═════ Exercise data ═════

//! Work handler abstractions.
//!
//! A work kind is identified by a string id and backed by a
//! [`HandlerFactory`] registered at compile time in a [`WorkRegistry`]. The
//! factory/registry pair stands in for reflective, annotation-driven
//! instantiation: handlers are constructed explicitly against the worker's
//! service scope, never resolved by runtime type name.

pub mod builtin;

use std::collections::HashMap;
use std::sync::{Arc, RwLock};

use serde::{Deserialize, Serialize};

use crate::error::WorkError;
use crate::isolation::ResolverHandle;
use crate::scope::ServiceScope;

/// Bootstrap handler id served by a worker session unless overridden.
pub const DISPATCHER_KIND: &str = "core.dispatch";

/// User-supplied logic executed once per request inside the worker process.
pub trait WorkHandler: Send + Sync {
    fn execute(&self, input: serde_json::Value) -> Result<serde_json::Value, WorkError>;
}

/// Builds handler instances inside the worker's service scope. Factories are
/// the injection seam: anything a handler needs it pulls from the scope here.
pub trait HandlerFactory: Send + Sync {
    fn metadata(&self) -> HandlerMetadata;
    fn create(&self, services: &Arc<ServiceScope>) -> Result<Box<dyn WorkHandler>, WorkError>;
}

impl std::fmt::Debug for dyn HandlerFactory {
    fn fmt(&self, f: &mut std::fmt::Formatter<'_>) -> std::fmt::Result {
        f.debug_struct("HandlerFactory")
            .field("metadata", &self.metadata())
            .finish()
    }
}

#[derive(Debug, Clone)]
pub struct HandlerMetadata {
    pub kind: String,
    pub display_name: String,
}

/// Registry of handler factories keyed by work kind.
#[derive(Default, Clone)]
pub struct WorkRegistry {
    factories: HashMap<String, Arc<dyn HandlerFactory>>,
}

impl WorkRegistry {
    pub fn new() -> Self {
        Self::default()
    }

    pub fn register(&mut self, factory: Arc<dyn HandlerFactory>) {
        self.factories.insert(factory.metadata().kind, factory);
    }

    pub fn get(&self, kind: &str) -> Option<Arc<dyn HandlerFactory>> {
        self.factories.get(kind).cloned()
    }

    pub fn contains(&self, kind: &str) -> bool {
        self.factories.contains_key(kind)
    }

    pub fn kinds(&self) -> Vec<String> {
        let mut kinds: Vec<String> = self.factories.keys().cloned().collect();
        kinds.sort();
        kinds
    }

    /// A copy of this registry restricted to the named kinds. Unknown names
    /// are ignored; they surface later as type-not-found on resolution.
    pub fn filtered(&self, kinds: &[String]) -> WorkRegistry {
        let factories = self
            .factories
            .iter()
            .filter(|(kind, _)| kinds.iter().any(|k| k == *kind))
            .map(|(kind, factory)| (kind.clone(), Arc::clone(factory)))
            .collect();
        WorkRegistry { factories }
    }
}

/// Non-evicting, concurrency-safe cache of handler metadata.
///
/// Simpler than a long-lived daemon's cache: this process lives for exactly
/// one session, so entries are held strongly and never evicted. Nested
/// handler construction can race on insertion even under single-request
/// delivery; the first insert wins.
#[derive(Default)]
pub struct MetadataCache {
    entries: RwLock<HashMap<String, Arc<HandlerMetadata>>>,
}

impl MetadataCache {
    pub fn new() -> Self {
        Self::default()
    }

    pub fn get_or_insert_with(
        &self,
        kind: &str,
        describe: impl FnOnce() -> HandlerMetadata,
    ) -> Arc<HandlerMetadata> {
        if let Ok(entries) = self.entries.read()
            && let Some(found) = entries.get(kind)
        {
            return Arc::clone(found);
        }
        let metadata = Arc::new(describe());
        let mut entries = self.entries.write().unwrap_or_else(|e| e.into_inner());
        Arc::clone(entries.entry(kind.to_string()).or_insert(metadata))
    }

    pub fn len(&self) -> usize {
        self.entries
            .read()
            .map(|entries| entries.len())
            .unwrap_or(0)
    }

    pub fn is_empty(&self) -> bool {
        self.len() == 0
    }
}

/// The payload shape understood by the dispatcher: which work kind to run,
/// its input, and (isolated namespace only) the per-request declaration of
/// allowed work kinds.
#[derive(Debug, Clone, Serialize, Deserialize)]
pub struct WorkSpec {
    pub kind: String,
    #[serde(default)]
    pub input: serde_json::Value,
    #[serde(default, skip_serializing_if = "Option::is_none")]
    pub manifest: Option<Vec<String>>,
}

impl WorkSpec {
    pub fn new(kind: impl Into<String>, input: serde_json::Value) -> Self {
        Self {
            kind: kind.into(),
            input,
            manifest: None,
        }
    }

    pub fn with_manifest(mut self, manifest: Vec<String>) -> Self {
        self.manifest = Some(manifest);
        self
    }
}

/// Bootstrap handler that resolves the requested work kind through the
/// session's code-resolution policy and runs it.
///
/// This is the piece that must be loadable before any request arrives; the
/// actual work kind is named inside each request's payload and resolved per
/// request, which is what keeps the isolated namespace honest.
pub struct DispatchHandler {
    resolver: Arc<ResolverHandle>,
    cache: Arc<MetadataCache>,
    services: Arc<ServiceScope>,
}

impl WorkHandler for DispatchHandler {
    fn execute(&self, input: serde_json::Value) -> Result<serde_json::Value, WorkError> {
        let spec: WorkSpec = serde_json::from_value(input)
            .map_err(|e| WorkError::InvalidArgument(e.to_string()))?;
        let factory = self.resolver.0.resolve(&spec.kind, spec.manifest.as_deref())?;
        let metadata = self
            .cache
            .get_or_insert_with(&spec.kind, || factory.metadata());
        tracing::debug!(kind = %metadata.kind, "dispatching work item");
        let handler = factory.create(&self.services)?;
        handler.execute(spec.input)
    }
}

pub struct DispatchFactory;

impl HandlerFactory for DispatchFactory {
    fn metadata(&self) -> HandlerMetadata {
        HandlerMetadata {
            kind: DISPATCHER_KIND.to_string(),
            display_name: "work dispatcher".to_string(),
        }
    }

    fn create(&self, services: &Arc<ServiceScope>) -> Result<Box<dyn WorkHandler>, WorkError> {
        let missing = |service: &str| WorkError::Instantiation {
            kind: DISPATCHER_KIND.to_string(),
            reason: format!("{service} not registered in service scope"),
        };
        let resolver = services
            .get::<ResolverHandle>()
            .ok_or_else(|| missing("code resolver"))?;
        let cache = services
            .get::<MetadataCache>()
            .ok_or_else(|| missing("metadata cache"))?;
        Ok(Box::new(DispatchHandler {
            resolver,
            cache,
            services: Arc::clone(services),
        }))
    }
}

#[cfg(test)]
mod tests {
    use super::*;
    use std::sync::atomic::{AtomicUsize, Ordering};

    #[test]
    fn test_registry_register_and_filter() {
        let mut registry = builtin::catalog();
        registry.register(Arc::new(DispatchFactory));
        assert!(registry.contains(DISPATCHER_KIND));

        let filtered = registry.filtered(&["arith.double".to_string(), "nope".to_string()]);
        assert!(filtered.contains("arith.double"));
        assert!(!filtered.contains("arith.fail"));
        assert!(!filtered.contains("nope"));
    }

    #[test]
    fn test_metadata_cache_computes_once() {
        let cache = MetadataCache::new();
        let calls = AtomicUsize::new(0);
        let describe = || {
            calls.fetch_add(1, Ordering::SeqCst);
            HandlerMetadata {
                kind: "arith.double".to_string(),
                display_name: "double".to_string(),
            }
        };

        let first = cache.get_or_insert_with("arith.double", describe);
        let second = cache.get_or_insert_with("arith.double", describe);
        assert_eq!(calls.load(Ordering::SeqCst), 1);
        assert!(Arc::ptr_eq(&first, &second));
        assert_eq!(cache.len(), 1);
    }

    #[test]
    fn test_work_spec_manifest_optional_on_wire() {
        let spec = WorkSpec::new("arith.double", serde_json::json!(5));
        let json = serde_json::to_string(&spec).unwrap();
        assert!(!json.contains("manifest"));

        let spec = spec.with_manifest(vec!["arith.double".to_string()]);
        let json = serde_json::to_string(&spec).unwrap();
        let decoded: WorkSpec = serde_json::from_str(&json).unwrap();
        assert_eq!(decoded.manifest.unwrap(), vec!["arith.double"]);
    }
}
//! Out-of-process work execution.
//!
//! A controller spawns a worker daemon (`crucibled`), connects to its Unix
//! socket, and submits work items one at a time. Inside the worker a single
//! [`WorkerSession`] executes requests and multiplexes log output and
//! responses onto the one outgoing stream, preserving their relative order.

pub mod client;
pub mod codec;
pub mod listener;
pub mod protocol;
pub mod relay;
pub mod session;
pub mod starter;

pub use client::WorkerClient;
pub use listener::WorkerListener;
pub use protocol::{Outcome, Request, Response, WorkerEvent, WorkerRequest};
pub use relay::LogRelay;
pub use session::{WorkerSession, serve};
pub use starter::{DaemonStartSpec, start};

═════

* Your goal
In the material above, which lines contain "WorkError"? Copy each of them.

* Written solution
use crate::error::WorkError;
    fn execute(&self, input: serde_json::Value) -> Result<serde_json::Value, WorkError>;
    fn create(&self, services: &Arc<ServiceScope>) -> Result<Box<dyn WorkHandler>, WorkError>;
    fn execute(&self, input: serde_json::Value) -> Result<serde_json::Value, WorkError> {
            .map_err(|e| WorkError::InvalidArgument(e.to_string()))?;
    fn create(&self, services: &Arc<ServiceScope>) -> Result<Box<dyn WorkHandler>, WorkError> {
        let missing = |service: &str| WorkError::Instantiation {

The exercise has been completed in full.